START Records supplied

use once_cell::sync::Lazy;
use regex::Regex;
use std::collections::HashSet;

/// Tokens are runs of two or more word characters
static TOKEN_PATTERN: Lazy<Regex> =
    Lazy::new(|| Regex::new(r"\b\w\w+\b").expect("token pattern is a valid regex"));

/// English function words dropped before vectorization
static STOP_WORDS: Lazy<HashSet<&'static str>> =
    Lazy::new(|| ENGLISH_STOP_WORDS.iter().copied().collect());

const ENGLISH_STOP_WORDS: &[&str] = &[
    "a", "about", "above", "across", "after", "afterwards", "again", "against", "all", "almost",
    "alone", "along", "already", "also", "although", "always", "am", "among", "amongst",
    "amoungst", "amount", "an", "and", "another", "any", "anyhow", "anyone", "anything", "anyway",
    "anywhere", "are", "around", "as", "at", "back", "be", "became", "because", "become",
    "becomes", "becoming", "been", "before", "beforehand", "behind", "being", "below", "beside",
    "besides", "between", "beyond", "bill", "both", "bottom", "but", "by", "call", "can",
    "cannot", "cant", "co", "con", "could", "couldnt", "cry", "de", "describe", "detail", "do",
    "done", "down", "due", "during", "each", "eg", "eight", "either", "eleven", "else",
    "elsewhere", "empty", "enough", "etc", "even", "ever", "every", "everyone", "everything",
    "everywhere", "except", "few", "fifteen", "fifty", "fill", "find", "fire", "first", "five",
    "for", "former", "formerly", "forty", "found", "four", "from", "front", "full", "further",
    "get", "give", "go", "had", "has", "hasnt", "have", "he", "hence", "her", "here",
    "hereafter", "hereby", "herein", "hereupon", "hers", "herself", "him", "himself", "his",
    "how", "however", "hundred", "i", "ie", "if", "in", "inc", "indeed", "interest", "into",
    "is", "it", "its", "itself", "keep", "last", "latter", "latterly", "least", "less", "ltd",
    "made", "many", "may", "me", "meanwhile", "might", "mill", "mine", "more", "moreover",
    "most", "mostly", "move", "much", "must", "my", "myself", "name", "namely", "neither",
    "never", "nevertheless", "next", "nine", "no", "nobody", "none", "noone", "nor", "not",
    "nothing", "now", "nowhere", "of", "off", "often", "on", "once", "one", "only", "onto", "or",
    "other", "others", "otherwise", "our", "ours", "ourselves", "out", "over", "own", "part",
    "per", "perhaps", "please", "put", "rather", "re", "same", "see", "seem", "seemed",
    "seeming", "seems", "serious", "several", "she", "should", "show", "side", "since",
    "sincere", "six", "sixty", "so", "some", "somehow", "someone", "something", "sometime",
    "sometimes", "somewhere", "still", "such", "system", "take", "ten", "than", "that", "the",
    "their", "them", "themselves", "then", "thence", "there", "thereafter", "thereby",
    "therefore", "therein", "thereupon", "these", "they", "thick", "thin", "third", "this",
    "those", "though", "three", "through", "throughout", "thru", "thus", "to", "together", "too",
    "top", "toward", "towards", "twelve", "twenty", "two", "un", "under", "until", "up", "upon",
    "us", "very", "via", "was", "we", "well", "were", "what", "whatever", "when", "whence",
    "whenever", "where", "whereafter", "whereas", "whereby", "wherein", "whereupon", "wherever",
    "whether", "which", "while", "whither", "who", "whoever", "whole", "whom", "whose", "why",
    "will", "with", "within", "without", "would", "yet", "you", "your", "yours", "yourself",
    "yourselves",
];

/// Returns true if `word` (already lower-cased) is an English stop word
pub fn is_stop_word(word: &str) -> bool {
    STOP_WORDS.contains(word)
}

/// Lower-cases `text` and splits it into terms, dropping stop words
pub fn tokenize(text: &str) -> Vec<String> {
    let lowered = text.to_lowercase();
    TOKEN_PATTERN
        .find_iter(&lowered)
        .map(|m| m.as_str())
        .filter(|token| !is_stop_word(token))
        .map(str::to_string)
        .collect()
}

#[cfg(test)]
mod tests {
    use super::*;

    #[test]
    fn test_tokenize_lowercases_and_drops_stop_words() {
        let tokens = tokenize("A story about Space and STARS");
        assert_eq!(tokens, vec!["story", "space", "stars"]);
    }

    #[test]
    fn test_tokenize_drops_single_characters() {
        let tokens = tokenize("x marks the spot, 2 b or not");
        assert_eq!(tokens, vec!["marks", "spot"]);
    }

    #[test]
    fn test_tokenize_splits_on_punctuation() {
        let tokens = tokenize("cyber-punk hackers' world.");
        assert_eq!(tokens, vec!["cyber", "punk", "hackers", "world"]);
    }

    #[test]
    fn test_tokenize_keeps_digits_and_repeats() {
        let tokens = tokenize("Agent 007 meets agent 47");
        assert_eq!(tokens, vec!["agent", "007", "meets", "agent", "47"]);
    }

    #[test]
    fn test_tokenize_empty() {
        assert!(tokenize("").is_empty());
        assert!(tokenize("   ").is_empty());
    }

    #[test]
    fn test_stop_word_list() {
        assert_eq!(ENGLISH_STOP_WORDS.len(), STOP_WORDS.len());
        assert!(is_stop_word("the"));
        assert!(is_stop_word("yourselves"));
        assert!(!is_stop_word("paris"));
    }
}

END Records supplied

Problem requirements: From the first line to the last, retype the records exactly as they stand above.

Answer box:
use once_cell::sync::Lazy;
use regex::Regex;
use std::collections::HashSet;

/// Tokens are runs of two or more word characters
static TOKEN_PATTERN: Lazy<Regex> =
    Lazy::new(|| Regex::new(r"\b\w\w+\b").expect("token pattern is a valid regex"));

/// English function words dropped before vectorization
static STOP_WORDS: Lazy<HashSet<&'static str>> =
    Lazy::new(|| ENGLISH_STOP_WORDS.iter().copied().collect());

const ENGLISH_STOP_WORDS: &[&str] = &[
    "a", "about", "above", "across", "after", "afterwards", "again", "against", "all", "almost",
    "alone", "along", "already", "also", "although", "always", "am", "among", "amongst",
    "amoungst", "amount", "an", "and", "another", "any", "anyhow", "anyone", "anything", "anyway",
    "anywhere", "are", "around", "as", "at", "back", "be", "became", "because", "become",
    "becomes", "becoming", "been", "before", "beforehand", "behind", "being", "below", "beside",
    "besides", "between", "beyond", "bill", "both", "bottom", "but", "by", "call", "can",
    "cannot", "cant", "co", "con", "could", "couldnt", "cry", "de", "describe", "detail", "do",
    "done", "down", "due", "during", "each", "eg", "eight", "either", "eleven", "else",
    "elsewhere", "empty", "enough", "etc", "even", "ever", "every", "everyone", "everything",
    "everywhere", "except", "few", "fifteen", "fifty", "fill", "find", "fire", "first", "five",
    "for", "former", "formerly", "forty", "found", "four", "from", "front", "full", "further",
    "get", "give", "go", "had", "has", "hasnt", "have", "he", "hence", "her", "here",
    "hereafter", "hereby", "herein", "hereupon", "hers", "herself", "him", "himself", "his",
    "how", "however", "hundred", "i", "ie", "if", "in", "inc", "indeed", "interest", "into",
    "is", "it", "its", "itself", "keep", "last", "latter", "latterly", "least", "less", "ltd",
    "made", "many", "may", "me", "meanwhile", "might", "mill", "mine", "more", "moreover",
    "most", "mostly", "move", "much", "must", "my", "myself", "name", "namely", "neither",
    "never", "nevertheless", "next", "nine", "no", "nobody", "none", "noone", "nor", "not",
    "nothing", "now", "nowhere", "of", "off", "often", "on", "once", "one", "only", "onto", "or",
    "other", "others", "otherwise", "our", "ours", "ourselves", "out", "over", "own", "part",
    "per", "perhaps", "please", "put", "rather", "re", "same", "see", "seem", "seemed",
    "seeming", "seems", "serious", "several", "she", "should", "show", "side", "since",
    "sincere", "six", "sixty", "so", "some", "somehow", "someone", "something", "sometime",
    "sometimes", "somewhere", "still", "such", "system", "take", "ten", "than", "that", "the",
    "their", "them", "themselves", "then", "thence", "there", "thereafter", "thereby",
    "therefore", "therein", "thereupon", "these", "they", "thick", "thin", "third", "this",
    "those", "though", "three", "through", "throughout", "thru", "thus", "to", "together", "too",
    "top", "toward", "towards", "twelve", "twenty", "two", "un", "under", "until", "up", "upon",
    "us", "very", "via", "was", "we", "well", "were", "what", "whatever", "when", "whence",
    "whenever", "where", "whereafter", "whereas", "whereby", "wherein", "whereupon", "wherever",
    "whether", "which", "while", "whither", "who", "whoever", "whole", "whom", "whose", "why",
    "will", "with", "within", "without", "would", "yet", "you", "your", "yours", "yourself",
    "yourselves",
];

/// Returns true if `word` (already lower-cased) is an English stop word
pub fn is_stop_word(word: &str) -> bool {
    STOP_WORDS.contains(word)
}

/// Lower-cases `text` and splits it into terms, dropping stop words
pub fn tokenize(text: &str) -> Vec<String> {
    let lowered = text.to_lowercase();
    TOKEN_PATTERN
        .find_iter(&lowered)
        .map(|m| m.as_str())
        .filter(|token| !is_stop_word(token))
        .map(str::to_string)
        .collect()
}

#[cfg(test)]
mod tests {
    use super::*;

    #[test]
    fn test_tokenize_lowercases_and_drops_stop_words() {
        let tokens = tokenize("A story about Space and STARS");
        assert_eq!(tokens, vec!["story", "space", "stars"]);
    }

    #[test]
    fn test_tokenize_drops_single_characters() {
        let tokens = tokenize("x marks the spot, 2 b or not");
        assert_eq!(tokens, vec!["marks", "spot"]);
    }

    #[test]
    fn test_tokenize_splits_on_punctuation() {
        let tokens = tokenize("cyber-punk hackers' world.");
        assert_eq!(tokens, vec!["cyber", "punk", "hackers", "world"]);
    }

    #[test]
    fn test_tokenize_keeps_digits_and_repeats() {
        let tokens = tokenize("Agent 007 meets agent 47");
        assert_eq!(tokens, vec!["agent", "007", "meets", "agent", "47"]);
    }

    #[test]
    fn test_tokenize_empty() {
        assert!(tokenize("").is_empty());
        assert!(tokenize("   ").is_empty());
    }

    #[test]
    fn test_stop_word_list() {
        assert_eq!(ENGLISH_STOP_WORDS.len(), STOP_WORDS.len());
        assert!(is_stop_word("the"));
        assert!(is_stop_word("yourselves"));
        assert!(!is_stop_word("paris"));
    }
}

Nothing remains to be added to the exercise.